● **Exercise**
Each line of the entries that mentions the string "services" needs to be reported.

Stored data entries:
——

//! Shared application state for request handlers.

use std::sync::Arc;

use tera::Tera;

use crate::config::AppConfig;
use crate::services::{ColorService, HealthController, MessageService};
use crate::store::MessageStore;

/// Shared application state, cloneable across handlers via Arc-wrapped fields.
///
/// Built once at startup from the resolved configuration and the store handle; the
/// services hold the only references to the store.
#[derive(Clone)]
pub struct AppState {
    pub config: Arc<AppConfig>,
    pub tera: Arc<Tera>,
    pub colors: ColorService,
    pub messages: MessageService,
    pub health: HealthController,
}

impl AppState {
    pub fn new(config: AppConfig, tera: Tera, store: Arc<dyn MessageStore>) -> Self {
        Self {
            colors: ColorService::new(&config.colors),
            messages: MessageService::new(store.clone()),
            health: HealthController::new(store),
            config: Arc::new(config),
            tera: Arc::new(tera),
        }
    }
}
//! Document store adapter.
//!
//! Messages live in an external document database. The rest of the service talks to
//! it only through [`MessageStore`], so handlers and services never see the driver.
//! [`mongo::MongoStore`] is the production backend; [`memory::MemoryStore`] keeps
//! everything in process and is used by tests and local runs without a database.

pub mod memory;
pub mod mongo;

use async_trait::async_trait;
use chrono::{DateTime, Utc};
use serde::Serialize;

pub use memory::MemoryStore;
pub use mongo::MongoStore;

/// A stored message.
#[derive(Debug, Clone, PartialEq, Eq, Serialize)]
pub struct Message {
    /// Opaque identifier assigned by the store
    pub id: String,
    pub text: String,
    pub created_at: DateTime<Utc>,
}

/// Error type for store operations
#[derive(Debug, Clone, thiserror::Error)]
pub enum StoreError {
    /// The store could not be reached or did not answer in time
    #[error("Document store unavailable: {0}")]
    Unavailable(String),

    /// The store was reached but rejected the write
    #[error("Failed to write message: {0}")]
    Write(String),
}

#[async_trait]
pub trait MessageStore: Send + Sync {
    /// Persist a new message and return the stored record.
    async fn insert_message(&self, text: &str) -> Result<Message, StoreError>;

    /// All messages, oldest first. Empty when nothing has been stored.
    async fn list_messages(&self) -> Result<Vec<Message>, StoreError>;

    /// Reachability check for readiness probes. Never fails; any error is `false`.
    async fn ping(&self) -> bool;
}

——

● **Answer section**
use crate::services::{ColorService, HealthController, MessageService};
/// services hold the only references to the store.
//! it only through [`MessageStore`], so handlers and services never see the driver.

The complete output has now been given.